• [Supplied data]:

● ● ● ● ●

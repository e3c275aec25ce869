// SPDX-License-Identifier: MPL-2.0
//! Top-level messages and runtime flags for the application.

use crate::content::Catalog;
use crate::domain::gallery::ImageRef;
use crate::error::Error;
use crate::ui::focus::KeyInput;
use crate::ui::{gallery, mobile_nav, navbar, testimonials, works};
use iced::widget::image;
use std::path::PathBuf;
use std::sync::Arc;
use std::time::Instant;

/// Top-level messages consumed by `App::update`. The variants forward
/// lower-level component messages while keeping a single update entrypoint.
#[derive(Debug, Clone)]
pub enum Message {
    Navbar(navbar::Message),
    Works(works::Message),
    Testimonials(testimonials::Message),
    Gallery(gallery::Message),
    MobileNav(mobile_nav::Message),
    /// A key pressed while no overlay is open.
    PageKey(KeyInput),
    /// Result of an async image fetch.
    ImageLoaded(ImageRef, Result<image::Handle, Error>),
    /// Periodic tick driving the testimonial auto-advance.
    CarouselTick(Instant),
    DismissWarning,
    /// New window width in logical pixels.
    WindowResized(f32),
    /// Window close was requested (user clicked X or pressed Alt+F4).
    WindowCloseRequested(iced::window::Id),
}

/// Runtime flags passed in from the CLI to tweak startup behavior.
#[derive(Debug, Clone)]
pub struct Flags {
    /// Optional locale override in BCP-47 form (e.g. `fr`, `en-US`).
    pub lang: Option<String>,
    /// Validated site content shared by every page.
    pub catalog: Arc<Catalog>,
    /// Set when `--content` could not be used and the embedded catalog
    /// was loaded instead.
    pub content_fallback: Option<Error>,
    /// Where to write the diagnostics report when the window closes.
    pub diagnostics_out: Option<PathBuf>,
}

impl Flags {
    #[must_use]
    pub fn new(catalog: Arc<Catalog>) -> Self {
        Self {
            lang: None,
            catalog,
            content_fallback: None,
            diagnostics_out: None,
        }
    }
}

● ● ● ● ●

• [Work to complete]:
Report every line of the data in which "None" appears.

• [Problem solution]:
            lang: None,
            content_fallback: None,
            diagnostics_out: None,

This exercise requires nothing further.